_TASK BRIEF_
Take the listing below and print exactly the lines starting at the line containing "(c) 2025-2026 naskel.com" and ending at the line containing "use hrtc::error::ReturnCode;", both ends included, and no others.
####
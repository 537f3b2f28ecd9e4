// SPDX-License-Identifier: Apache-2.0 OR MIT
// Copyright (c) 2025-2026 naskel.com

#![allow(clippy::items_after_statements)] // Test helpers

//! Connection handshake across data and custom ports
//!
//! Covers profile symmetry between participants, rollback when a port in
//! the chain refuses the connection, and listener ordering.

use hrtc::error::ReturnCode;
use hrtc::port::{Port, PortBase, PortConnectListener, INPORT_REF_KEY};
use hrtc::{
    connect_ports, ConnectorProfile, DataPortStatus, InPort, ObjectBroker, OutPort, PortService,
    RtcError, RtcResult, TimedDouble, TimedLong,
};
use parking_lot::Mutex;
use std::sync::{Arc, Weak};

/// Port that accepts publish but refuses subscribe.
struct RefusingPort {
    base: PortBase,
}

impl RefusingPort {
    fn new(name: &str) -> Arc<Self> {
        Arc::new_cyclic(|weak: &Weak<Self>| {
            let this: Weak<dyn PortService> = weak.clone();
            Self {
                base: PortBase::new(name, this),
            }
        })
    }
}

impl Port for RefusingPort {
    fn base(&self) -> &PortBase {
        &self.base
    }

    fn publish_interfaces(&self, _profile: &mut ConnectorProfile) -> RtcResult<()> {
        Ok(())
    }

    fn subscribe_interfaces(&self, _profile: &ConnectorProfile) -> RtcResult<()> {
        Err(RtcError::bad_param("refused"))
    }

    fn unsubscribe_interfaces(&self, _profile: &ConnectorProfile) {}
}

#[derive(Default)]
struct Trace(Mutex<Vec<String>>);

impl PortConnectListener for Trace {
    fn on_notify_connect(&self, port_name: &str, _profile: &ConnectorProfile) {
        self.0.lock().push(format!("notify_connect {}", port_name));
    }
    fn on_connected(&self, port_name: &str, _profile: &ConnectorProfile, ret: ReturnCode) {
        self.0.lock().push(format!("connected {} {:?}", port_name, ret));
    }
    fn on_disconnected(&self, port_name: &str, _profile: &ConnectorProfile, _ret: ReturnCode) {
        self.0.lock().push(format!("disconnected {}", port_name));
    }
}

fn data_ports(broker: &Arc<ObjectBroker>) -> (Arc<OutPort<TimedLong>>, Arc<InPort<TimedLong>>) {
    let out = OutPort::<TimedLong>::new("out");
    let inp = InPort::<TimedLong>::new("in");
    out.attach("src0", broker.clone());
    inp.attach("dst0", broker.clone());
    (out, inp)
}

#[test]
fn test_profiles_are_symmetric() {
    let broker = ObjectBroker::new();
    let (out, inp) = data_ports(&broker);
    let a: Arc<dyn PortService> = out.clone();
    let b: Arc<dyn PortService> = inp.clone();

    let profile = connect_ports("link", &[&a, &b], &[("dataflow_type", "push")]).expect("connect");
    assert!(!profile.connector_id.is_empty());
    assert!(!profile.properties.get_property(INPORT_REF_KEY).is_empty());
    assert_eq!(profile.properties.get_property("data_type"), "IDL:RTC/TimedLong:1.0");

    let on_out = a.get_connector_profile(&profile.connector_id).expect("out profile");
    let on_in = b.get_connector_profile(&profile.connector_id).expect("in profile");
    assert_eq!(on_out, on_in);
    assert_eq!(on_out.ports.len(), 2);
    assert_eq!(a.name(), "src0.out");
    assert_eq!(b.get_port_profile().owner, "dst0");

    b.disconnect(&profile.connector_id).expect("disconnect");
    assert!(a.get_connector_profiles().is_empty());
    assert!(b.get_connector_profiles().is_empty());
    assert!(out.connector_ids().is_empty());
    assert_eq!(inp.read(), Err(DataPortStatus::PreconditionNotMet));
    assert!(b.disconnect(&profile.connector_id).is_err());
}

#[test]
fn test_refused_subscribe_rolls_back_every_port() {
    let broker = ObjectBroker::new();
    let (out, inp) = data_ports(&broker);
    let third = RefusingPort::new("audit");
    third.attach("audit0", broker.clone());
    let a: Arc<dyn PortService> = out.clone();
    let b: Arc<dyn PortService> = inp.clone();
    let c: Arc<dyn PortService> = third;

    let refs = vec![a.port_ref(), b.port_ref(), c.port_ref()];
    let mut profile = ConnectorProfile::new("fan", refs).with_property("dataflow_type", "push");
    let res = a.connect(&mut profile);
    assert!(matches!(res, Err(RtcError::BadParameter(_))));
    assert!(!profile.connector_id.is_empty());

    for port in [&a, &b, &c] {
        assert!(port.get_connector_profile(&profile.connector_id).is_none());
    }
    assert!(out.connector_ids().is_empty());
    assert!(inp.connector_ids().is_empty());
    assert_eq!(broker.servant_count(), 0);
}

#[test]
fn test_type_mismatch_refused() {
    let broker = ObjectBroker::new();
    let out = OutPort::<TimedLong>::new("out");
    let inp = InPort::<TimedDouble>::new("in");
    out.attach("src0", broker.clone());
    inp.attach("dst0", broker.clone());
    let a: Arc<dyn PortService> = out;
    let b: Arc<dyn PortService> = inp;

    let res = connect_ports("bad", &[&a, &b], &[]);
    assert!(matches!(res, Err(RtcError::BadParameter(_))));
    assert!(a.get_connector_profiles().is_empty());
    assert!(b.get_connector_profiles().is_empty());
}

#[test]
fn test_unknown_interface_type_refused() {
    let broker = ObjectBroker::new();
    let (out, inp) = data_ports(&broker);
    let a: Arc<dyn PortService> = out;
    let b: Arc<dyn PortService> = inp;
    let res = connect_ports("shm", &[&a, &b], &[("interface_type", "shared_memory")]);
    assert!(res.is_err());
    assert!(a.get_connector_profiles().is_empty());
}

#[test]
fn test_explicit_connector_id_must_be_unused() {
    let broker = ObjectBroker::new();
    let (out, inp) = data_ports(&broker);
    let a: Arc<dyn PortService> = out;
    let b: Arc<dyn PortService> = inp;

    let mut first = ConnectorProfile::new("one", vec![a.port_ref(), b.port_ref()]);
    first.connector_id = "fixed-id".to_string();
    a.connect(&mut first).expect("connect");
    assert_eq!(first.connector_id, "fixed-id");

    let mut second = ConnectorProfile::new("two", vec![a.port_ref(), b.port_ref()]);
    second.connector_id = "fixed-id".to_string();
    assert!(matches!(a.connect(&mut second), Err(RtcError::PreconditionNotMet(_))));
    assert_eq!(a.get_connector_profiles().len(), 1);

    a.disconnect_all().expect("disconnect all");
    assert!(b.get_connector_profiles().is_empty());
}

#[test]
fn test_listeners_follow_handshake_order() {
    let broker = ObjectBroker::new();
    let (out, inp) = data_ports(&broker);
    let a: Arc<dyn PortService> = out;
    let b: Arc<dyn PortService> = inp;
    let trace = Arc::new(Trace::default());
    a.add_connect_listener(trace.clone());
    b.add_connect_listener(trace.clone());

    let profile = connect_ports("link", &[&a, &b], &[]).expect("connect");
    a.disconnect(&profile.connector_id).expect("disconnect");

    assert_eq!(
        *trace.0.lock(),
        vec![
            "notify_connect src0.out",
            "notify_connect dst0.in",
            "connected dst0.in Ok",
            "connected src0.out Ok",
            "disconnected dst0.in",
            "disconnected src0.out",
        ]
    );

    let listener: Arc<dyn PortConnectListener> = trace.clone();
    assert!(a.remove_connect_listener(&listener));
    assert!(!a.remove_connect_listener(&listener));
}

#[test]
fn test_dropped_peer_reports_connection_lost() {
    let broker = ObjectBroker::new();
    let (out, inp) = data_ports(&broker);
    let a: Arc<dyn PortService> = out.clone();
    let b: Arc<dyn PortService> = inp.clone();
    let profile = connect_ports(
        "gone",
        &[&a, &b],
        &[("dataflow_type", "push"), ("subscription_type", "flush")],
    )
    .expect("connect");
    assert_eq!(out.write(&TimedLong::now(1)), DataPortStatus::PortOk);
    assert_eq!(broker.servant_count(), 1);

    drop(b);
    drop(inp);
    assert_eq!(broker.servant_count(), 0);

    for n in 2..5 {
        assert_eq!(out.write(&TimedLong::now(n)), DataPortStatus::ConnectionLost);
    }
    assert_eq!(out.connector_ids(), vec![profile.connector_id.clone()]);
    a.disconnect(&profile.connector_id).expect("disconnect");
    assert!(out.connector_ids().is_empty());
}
####
_TASK SOLUTION_
// Copyright (c) 2025-2026 naskel.com

#![allow(clippy::items_after_statements)] // Test helpers

//! Connection handshake across data and custom ports
//!
//! Covers profile symmetry between participants, rollback when a port in
//! the chain refuses the connection, and listener ordering.

use hrtc::error::ReturnCode;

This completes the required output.